The girl has done this exact appointment five times before, though she usually sees the male doctor. She likes him, and wishes he were here instead. The girl has only met this doctor once before, at the first session. She can’t remember the woman’s name and is too embarrassed to ask. Being able to visit Sudice has been excellent extra credit for her senior project on neuroscience. Yet each time, she wonders about the point of this experiment. Perhaps she should simply stand up, shake the woman’s hand, thank her for her time and inform her she’s changed her mind.
‘I’m going to try something a little different today,’ the doctor says, her lips curling up at the corners. The girl does not like her smile.
‘Where’s Dr Teague?’ she asks.
‘He’s unavailable.’
‘I think I might just go,’ the girl says, making to stand. ‘I’m not feeling well. Maybe I can meet with Dr Teague when he’s back.’
‘I know these appointments are tedious, but the work you’re doing is going to change the world,’ the doctor says. ‘Don’t you want to be right at the forefront of that?’

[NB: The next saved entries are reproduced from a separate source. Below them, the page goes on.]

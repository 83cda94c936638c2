use anyhow::Result;
use serenity::{http::Http, model::gateway::GatewayIntents, Client};
use songbird::{SerenityInit, Songbird};
use std::sync::Arc;
use tokio_util::sync::CancellationToken;
use tracing::{error, info};

use guild_music::audio::events::PlaybackEventRouter;
use guild_music::audio::lavalink::LavalinkConnector;
use guild_music::audio::node::AudioNodePool;
use guild_music::audio::registry::SessionRegistry;
use guild_music::audio::voice::SongbirdVoice;
use guild_music::bot::{commands::MusicCommands, MusicBot};
use guild_music::config::Config;
use guild_music::presence::DiscordPresence;
use guild_music::sources::{InvidiousSearch, NodeSearch, SearchBackend, TrackResolver, YouTubeMixAutoplay};
use guild_music::storage::JsonStorage;

#[tokio::main]
async fn main() -> Result<()> {
    // Inicializar logging
    tracing_subscriber::fmt()
        .with_env_filter(
            tracing_subscriber::EnvFilter::from_default_env()
                .add_directive("guild_music=debug".parse()?)
                .add_directive("serenity=info".parse()?)
                .add_directive("songbird=info".parse()?),
        )
        .init();

    info!("🎵 Iniciando Guild Music v{}", env!("CARGO_PKG_VERSION"));

    // Cargar configuración
    let config = Config::load()?;
    info!("{}", config.summary());

    // Inicializar almacenamiento JSON
    let storage = Arc::new(JsonStorage::new(config.data_dir.clone()).await?);

    // Lavalink necesita el id del bot antes de abrir el websocket
    let http = Http::new(&config.discord_token);
    let bot_id = http.get_current_user().await?.id;

    // Pool de nodos
    info!("🎼 Inicializando Lavalink...");
    let connector = Arc::new(LavalinkConnector::new(bot_id.get())?);
    let pool = Arc::new(AudioNodePool::new(
        config.primary_node(),
        config.backup_node(),
        connector,
        config.pool_settings(),
    ));

    // Búsqueda: Invidious primero (si hay instancias), luego el propio nodo
    let mut backends: Vec<Arc<dyn SearchBackend>> = Vec::new();
    if !config.invidious_instances.is_empty() {
        backends.push(Arc::new(InvidiousSearch::new(
            config.invidious_instances.clone(),
            pool.clone(),
        )?));
    }
    backends.push(Arc::new(NodeSearch::new(pool.clone())));
    let resolver = Arc::new(TrackResolver::new(pool.clone(), backends, config.search_timeout()));

    let songbird = Songbird::serenity();
    let presence = Arc::new(DiscordPresence::new());
    let registry = Arc::new(SessionRegistry::new(
        pool.clone(),
        resolver.clone(),
        Arc::new(SongbirdVoice::new(songbird.clone())),
        presence.clone(),
        Arc::new(YouTubeMixAutoplay::new(resolver.clone())),
        config.registry_settings(),
    ));

    let shutdown = CancellationToken::new();
    let router = PlaybackEventRouter::new(registry.clone()).spawn(pool.subscribe(), shutdown.clone());

    let commands = Arc::new(MusicCommands::new(registry.clone(), resolver, storage));
    let handler = MusicBot::new(registry.clone(), pool, presence, commands);

    // Configurar intents mínimos necesarios
    let intents = GatewayIntents::GUILDS | GatewayIntents::GUILD_VOICE_STATES;

    let mut client = Client::builder(&config.discord_token, intents)
        .event_handler(handler)
        .register_songbird_with(songbird)
        .await?;

    // Manejar shutdown graceful
    let shard_manager = client.shard_manager.clone();
    let on_signal = shutdown.clone();
    let sessions = registry.clone();
    tokio::spawn(async move {
        if let Err(e) = tokio::signal::ctrl_c().await {
            error!("Error al registrar Ctrl+C: {:?}", e);
            return;
        }
        info!("⚠️ Señal de shutdown recibida, cerrando...");
        sessions.shutdown().await;
        on_signal.cancel();
        shard_manager.shutdown_all().await;
    });

    // Iniciar bot
    info!("🚀 Bot iniciado exitosamente");
    if let Err(why) = client.start().await {
        error!("Error al ejecutar cliente: {:?}", why);
    }

    shutdown.cancel();
    if let Err(e) = router.await {
        error!("Router de eventos terminó con error: {:?}", e);
    }

    Ok(())
}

The girl hesitates. The doctor stands, moves closer. ‘I’m going to dose you with our new compound, and then we’ll look at the images again, see if your emotional responses differ at all.’
Before the girl can respond, the doctor takes her arm and presses a syringe into her skin, just below her elbow. The girl startles and cries out at the pain.
‘All done,’ the doctor says, her eyes bright and unblinking.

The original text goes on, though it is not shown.